ACTIVITY: Below are the records; locate each line with the word "SqliteConnection" and copy it.

DATASET Block Start

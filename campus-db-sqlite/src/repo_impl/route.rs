use super::{location::*, *};

impl RouteRepo for DbReadOnly<'_> {
    fn get_route(&self, id: RouteId) -> Result<Route> {
        get_route(&mut self.conn.borrow_mut(), id)
    }
    fn all_routes(&self, campus_id: Option<CampusId>) -> Result<Vec<Route>> {
        all_routes(&mut self.conn.borrow_mut(), campus_id)
    }
    fn create_route(&self, data: &RouteData) -> Result<RouteId> {
        create_route(&mut self.conn.borrow_mut(), data)
    }
    fn update_route(&self, id: RouteId, data: &RouteData) -> Result<()> {
        update_route(&mut self.conn.borrow_mut(), id, data)
    }
    fn delete_route(&self, id: RouteId) -> Result<()> {
        delete_route(&mut self.conn.borrow_mut(), id)
    }
}

impl RouteRepo for DbConnection<'_> {
    fn get_route(&self, id: RouteId) -> Result<Route> {
        get_route(&mut self.conn.borrow_mut(), id)
    }
    fn all_routes(&self, campus_id: Option<CampusId>) -> Result<Vec<Route>> {
        all_routes(&mut self.conn.borrow_mut(), campus_id)
    }
    fn create_route(&self, data: &RouteData) -> Result<RouteId> {
        create_route(&mut self.conn.borrow_mut(), data)
    }
    fn update_route(&self, id: RouteId, data: &RouteData) -> Result<()> {
        update_route(&mut self.conn.borrow_mut(), id, data)
    }
    fn delete_route(&self, id: RouteId) -> Result<()> {
        delete_route(&mut self.conn.borrow_mut(), id)
    }
}

fn load_route_place_ids(conn: &mut SqliteConnection, route_rowid: i64) -> Result<Vec<PlaceId>> {
    use schema::route_place::dsl;
    Ok(schema::route_place::table
        .select(dsl::place_rowid)
        .filter(dsl::route_rowid.eq(route_rowid))
        .order_by(dsl::place_rowid)
        .load::<i64>(conn)
        .map_err(from_diesel_err)?
        .into_iter()
        .map(Into::into)
        .collect())
}

fn load_route(conn: &mut SqliteConnection, route: models::Route) -> Result<Route> {
    let models::Route {
        rowid,
        name,
        campus_rowid,
        route_type_rowid,
        location_rowid,
    } = route;
    let location = load_location(conn, location_rowid)?;
    let place_ids = load_route_place_ids(conn, rowid)?;
    Ok(Route {
        id: rowid.into(),
        name,
        campus_id: campus_rowid.into(),
        route_type_id: route_type_rowid.map(Into::into),
        location,
        place_ids,
    })
}

fn get_route_row(conn: &mut SqliteConnection, id: RouteId) -> Result<models::Route> {
    schema::route::table
        .find(IdValue::from(id))
        .first(conn)
        .map_err(from_diesel_err)
}

fn get_route(conn: &mut SqliteConnection, id: RouteId) -> Result<Route> {
    let route = get_route_row(conn, id)?;
    load_route(conn, route)
}

fn all_routes(conn: &mut SqliteConnection, campus_id: Option<CampusId>) -> Result<Vec<Route>> {
    use schema::route::dsl;
    let mut query = schema::route::table.order_by(dsl::name).into_boxed();
    if let Some(campus_id) = campus_id {
        query = query.filter(dsl::campus_rowid.eq(IdValue::from(campus_id)));
    }
    let rows = query
        .load::<models::Route>(conn)
        .map_err(from_diesel_err)?;
    let mut routes = Vec::with_capacity(rows.len());
    for row in rows {
        routes.push(load_route(conn, row)?);
    }
    Ok(routes)
}

fn insert_route_places(
    conn: &mut SqliteConnection,
    route_rowid: i64,
    place_ids: &[PlaceId],
) -> Result<()> {
    let insertable_places: Vec<_> = place_ids
        .iter()
        .map(|id| models::NewRoutePlace {
            route_rowid,
            place_rowid: IdValue::from(*id),
        })
        .collect();
    diesel::insert_into(schema::route_place::table)
        .values(&insertable_places)
        .execute(conn)
        .map_err(from_diesel_err)?;
    Ok(())
}

fn delete_route_places(conn: &mut SqliteConnection, route_rowid: i64) -> Result<()> {
    use schema::route_place::dsl;
    diesel::delete(schema::route_place::table.filter(dsl::route_rowid.eq(route_rowid)))
        .execute(conn)
        .map_err(from_diesel_err)?;
    Ok(())
}

fn create_route(conn: &mut SqliteConnection, data: &RouteData) -> Result<RouteId> {
    let RouteData {
        name,
        campus_id,
        route_type_id,
        geometry,
        description,
        place_ids,
    } = data;
    let location_rowid = insert_location(conn, geometry, description.as_deref())?;
    diesel::insert_into(schema::route::table)
        .values(&models::NewRoute {
            name,
            campus_rowid: IdValue::from(*campus_id),
            route_type_rowid: route_type_id.map(IdValue::from),
            location_rowid,
        })
        .execute(conn)
        .map_err(from_diesel_err)?;
    let rowid = inserted_rowid(conn)?;
    insert_route_places(conn, rowid, place_ids)?;
    Ok(rowid.into())
}

fn update_route(conn: &mut SqliteConnection, id: RouteId, data: &RouteData) -> Result<()> {
    let RouteData {
        name,
        campus_id,
        route_type_id,
        geometry,
        description,
        place_ids,
    } = data;
    let models::Route {
        rowid,
        location_rowid,
        ..
    } = get_route_row(conn, id)?;
    update_location(conn, location_rowid, geometry, description.as_deref())?;
    use schema::route::dsl;
    diesel::update(schema::route::table.filter(dsl::rowid.eq(rowid)))
        .set(&models::NewRoute {
            name,
            campus_rowid: IdValue::from(*campus_id),
            route_type_rowid: route_type_id.map(IdValue::from),
            location_rowid,
        })
        .execute(conn)
        .map_err(from_diesel_err)?;
    delete_route_places(conn, rowid)?;
    insert_route_places(conn, rowid, place_ids)?;
    Ok(())
}

fn delete_route(conn: &mut SqliteConnection, id: RouteId) -> Result<()> {
    let models::Route {
        rowid,
        location_rowid,
        ..
    } = get_route_row(conn, id)?;
    delete_route_places(conn, rowid)?;
    {
        use schema::route::dsl;
        diesel::delete(schema::route::table.filter(dsl::rowid.eq(rowid)))
            .execute(conn)
            .map_err(from_diesel_err)?;
    }
    delete_location(conn, location_rowid)
}
use super::*;

pub fn update_place(
    connections: &sqlite::Connections,
    id: PlaceId,
    update_place: usecases::UpdatePlace,
    actor: &str,
) -> Result<Place> {
    let place = connections
        .exclusive()?
        .transaction(|conn| usecases::update_place(conn, id, update_place, actor))
        .inspect_err(|err| {
            warn!("Failed to update place {id}: {err}");
        })?;
    Ok(place)
}

#[cfg(test)]
mod tests {
    use super::super::tests::prelude::*;

    #[test]
    fn invalid_campus_leaves_place_untouched() {
        let fixture = BackendFixture::new();
        let place = flows::create_place(
            &fixture.db_connections,
            usecases::NewPlace {
                images: vec!["a.png".into()],
                ..fixture.new_place("Gimnasio")
            },
            "Ana",
        )
        .unwrap();
        let err = flows::update_place(
            &fixture.db_connections,
            place.id,
            usecases::UpdatePlace {
                campus_id: Some(CampusId::new(999)),
                images: vec!["b.png".into()],
                ..fixture.new_place("Gimnasio Nuevo")
            },
            "Ana",
        )
        .unwrap_err();
        assert!(matches!(
            err,
            AppError::Business(BError::Parameter(usecases::Error::Campus))
        ));
        let unchanged = fixture.try_get_place(place.id).unwrap();
        assert_eq!("Gimnasio", unchanged.name);
        assert_eq!(vec!["a.png"], unchanged.images);
    }

    #[test]
    fn failed_update_is_rolled_back_completely() {
        let fixture = BackendFixture::new();
        let place = flows::create_place(
            &fixture.db_connections,
            usecases::NewPlace {
                images: vec!["a.png".into(), "b.png".into()],
                ..fixture.new_place("Gimnasio")
            },
            "Ana",
        )
        .unwrap();
        fixture.reject_place_history();
        let err = flows::update_place(
            &fixture.db_connections,
            place.id,
            usecases::UpdatePlace {
                images: vec!["c.png".into()],
                geometry: r#"{"type":"Point","coordinates":[1,2]}"#.into(),
                ..fixture.new_place("Gimnasio Nuevo")
            },
            "Luis",
        )
        .unwrap_err();
        assert!(matches!(
            err,
            AppError::Business(BError::Parameter(usecases::Error::HistoryNotRecorded(_)))
        ));
        let unchanged = fixture.try_get_place(place.id).unwrap();
        assert_eq!(place, unchanged);
        assert_eq!("Gimnasio", unchanged.name);
        assert_eq!(vec!["a.png", "b.png"], unchanged.images);
        assert_eq!(place.location.geometry, unchanged.location.geometry);
        assert_eq!(
            1,
            fixture
                .place_history(Some(place.id), Pagination::default())
                .total_count
        );
    }

    #[test]
    fn update_replaces_images() {
        let fixture = BackendFixture::new();
        let place = flows::create_place(
            &fixture.db_connections,
            usecases::NewPlace {
                images: vec!["a.png".into(), "b.png".into()],
                ..fixture.new_place("Gimnasio")
            },
            "Ana",
        )
        .unwrap();
        let updated = flows::update_place(
            &fixture.db_connections,
            place.id,
            usecases::UpdatePlace {
                images: vec!["c.png".into()],
                ..fixture.new_place("Gimnasio Techado")
            },
            "Luis",
        )
        .unwrap();
        assert_eq!(vec!["c.png"], updated.images);
        let page = fixture.place_history(Some(place.id), Pagination::default());
        assert_eq!(HistoryOperation::Update, page.records[0].entry.operation);
        assert_eq!(Some("Gimnasio Techado"), page.records[0].subject_name.as_deref());
    }
}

DATASET Block End

COMPLETED TASK:
fn load_route_place_ids(conn: &mut SqliteConnection, route_rowid: i64) -> Result<Vec<PlaceId>> {
fn load_route(conn: &mut SqliteConnection, route: models::Route) -> Result<Route> {
fn get_route_row(conn: &mut SqliteConnection, id: RouteId) -> Result<models::Route> {
fn get_route(conn: &mut SqliteConnection, id: RouteId) -> Result<Route> {
fn all_routes(conn: &mut SqliteConnection, campus_id: Option<CampusId>) -> Result<Vec<Route>> {
    conn: &mut SqliteConnection,
fn delete_route_places(conn: &mut SqliteConnection, route_rowid: i64) -> Result<()> {
fn create_route(conn: &mut SqliteConnection, data: &RouteData) -> Result<RouteId> {
fn update_route(conn: &mut SqliteConnection, id: RouteId, data: &RouteData) -> Result<()> {
fn delete_route(conn: &mut SqliteConnection, id: RouteId) -> Result<()> {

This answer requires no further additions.